Gamache turns out to be one of three people invited to that spooky farmhouse (another is Myrna Landers, who runs the bookstore in Three Pines). The late owner, a woman named Bertha Baumgartne­r, worked as a cleaning lady but was called the Baroness because of her somewhat suspect claim of a connection to European aristocrac­y. Neither Gamache nor Myrna, nor the third person summoned to the farmhouse (a young constructi­on worker) knew the Baroness, but her lawyer gives all three the bizarre news that they’ve all been designated as the executors of her will. This possibly delusional document turns out to have the power to kill.

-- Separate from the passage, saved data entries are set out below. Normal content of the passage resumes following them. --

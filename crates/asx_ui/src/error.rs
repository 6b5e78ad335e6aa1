//! # UI Error Types
//!
//! Boundary faults raised while mutating an output surface. These are
//! configuration errors: they abort the operation that hit them and are
//! reported to the caller.

use thiserror::Error;

use crate::surface::NodeId;

/// Errors raised by surfaces and the reconciler.
#[derive(Error, Debug, Clone, PartialEq, Eq)]
pub enum UiError {
    /// The reconciler's mount point is not (or no longer) on the surface.
    #[error("output root {0} is missing or detached")]
    MissingRoot(NodeId),

    /// A node id that the surface does not know.
    #[error("unknown node {0}")]
    UnknownNode(NodeId),

    /// `child` is not a direct child of `parent`.
    #[error("node {child} is not a child of {parent}")]
    NotAChild {
        /// Expected parent.
        parent: NodeId,
        /// Offending node.
        child: NodeId,
    },

    /// The live tree has no node where the previous render put one.
    #[error("node {parent} has no child at position {index}")]
    MissingChild {
        /// Parent node.
        parent: NodeId,
        /// Position that was expected to be occupied.
        index: usize,
    },

    /// Attaching `child` under `parent` would make a node its own ancestor.
    #[error("node {child} cannot be attached under {parent}: it is {parent} or one of its ancestors")]
    HierarchyCycle {
        /// Requested parent.
        parent: NodeId,
        /// Node being attached.
        child: NodeId,
    },

    /// An element-only operation was applied to a text node.
    #[error("node {0} is not an element")]
    NotAnElement(NodeId),
}

/// Result type for UI operations.
pub type UiResult<T> = Result<T, UiError>;
//! # Runtime Errors
//!
//! Boundary faults (missing pages, bad documents, a lost HUD root) are
//! returned to the caller. Handler faults are isolated by the runtime and
//! only ever logged.

use std::io;

use asx_ui::UiError;
use thiserror::Error;

/// Errors raised by the runtime shell.
#[derive(Error, Debug)]
pub enum AsxError {
    /// The OS document has no page under this key.
    #[error("Page not found: {0}")]
    PageNotFound(String),

    /// A page names a behaviour nobody registered.
    #[error("Behaviour not found: {0}")]
    BehaviourNotFound(String),

    /// Invalid configuration value.
    #[error("configuration error: {0}")]
    Config(String),

    /// A tick, input or event handler reported a failure.
    #[error("handler failed: {0}")]
    Handler(String),

    /// A handler panicked; the payload message was captured.
    #[error("handler panicked: {0}")]
    Panicked(String),

    /// Filesystem failure.
    #[error("I/O error: {0}")]
    Io(#[from] io::Error),

    /// Malformed JSON document or value.
    #[error("JSON error: {0}")]
    Json(#[from] serde_json::Error),

    /// Malformed TOML configuration.
    #[error("TOML error: {0}")]
    Toml(#[from] toml::de::Error),

    /// Interface failure, including a missing HUD root.
    #[error("UI error: {0}")]
    Ui(#[from] UiError),
}

impl AsxError {
    /// Convenience constructor for [`AsxError::Handler`].
    #[must_use]
    pub fn handler(message: impl Into<String>) -> Self {
        Self::Handler(message.into())
    }
}

/// Result type for runtime operations.
pub type AsxResult<T> = Result<T, AsxError>;

#[cfg(test)]
mod tests {
    use super::*;

    #[test]
    fn test_messages() {
        assert_eq!(AsxError::PageNotFound("store".into()).to_string(), "Page not found: store");
        assert_eq!(AsxError::handler("bad arg").to_string(), "handler failed: bad arg");
    }

    #[test]
    fn test_ui_conversion() {
        let root = asx_ui::DomSurface::default().root();
        let err: AsxError = UiError::MissingRoot(root).into();
        assert!(matches!(err, AsxError::Ui(UiError::MissingRoot(_))));
    }
}
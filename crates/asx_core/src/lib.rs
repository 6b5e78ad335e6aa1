//! # ASX Core
//!
//! Data-oriented simulation kernel for the ASX interactive runtime:
//! - Entities are plain monotonically increasing ids
//! - Components live in one sparse store per kind
//! - Systems run in a deterministic `(order, registration)` sequence
//! - Time is a clamped delta computed from host timestamps
//!
//! ## Frame Flow
//!
//! ```text
//! host ── advance(now_ms) ──> FrameClock ── dt ──> SystemScheduler
//!                                                    │
//!                               ┌────────────────────┘
//!                               ▼
//!                 system(ctx) ─ query ─> ComponentStore::get_mut
//! ```
//!
//! ## Example
//!
//! ```rust,ignore
//! use asx_core::{World, Transform, Velocity};
//!
//! let mut world = World::with_builtin_systems();
//! let ship = world.create_entity();
//! world.insert(ship, Transform::new(0.0, 0.0));
//! world.insert(ship, Velocity::new(10.0, 0.0));
//!
//! world.advance(16.0);
//! ```

#![deny(unsafe_code)]
#![warn(clippy::pedantic)]
#![deny(clippy::perf)]

pub mod clock;
pub mod ecs;
pub mod error;

pub use clock::{FrameClock, DEFAULT_MAX_DT};
pub use ecs::{
    builtin, panic_message, BoxedSystem, Component, ComponentHandle, ComponentKind, ComponentSet, ComponentStore, EntityId,
    EntityRegistry, FrameReport, Lifetime, Query, QueryIter, Renderable, SystemContext,
    SystemFailure, SystemId, SystemScheduler, Transform, Velocity, World,
};
pub use error::{SystemError, SystemResult};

Meanwhile, there are some dirty loose ends dangling from the ragged conclusion of Gamache’s last outing — one that ended in his suspension from the police force Surete du Quebec. In “Glass Houses” Gamache brought down a giant drug cartel, but in order to do so, he deliberate­ly had to allow some lethally potent opioids to slip through the hands of the police. Most of the drugs have been rounded up since then, but one shipment remains out there, prompting

Gamache, with scant backup, to venture into the drug-riddled underworld of Montreal.

Gamache’s most trusted ally, Jean-Guy, is oddly absent from this endeavor. He’s fighting off pressure from politician­s and slimy superiors at the Surete to betray Gamache by signing a statement that attests to Gamache’s recklessne­ss in allowing the opioids to be dispersed. If Jean-Guy doesn’t cooperate, his own career as a police detective is curtains.

Penny’s moral vision and evident love for her own characters imbue all these situations with emotional depth. “Kingdom of the Blind” is an ingenious mystery that follows a thoughtful group of beloved characters navigating their way through a fallen world. What more could a mystery reader — or any reader — want?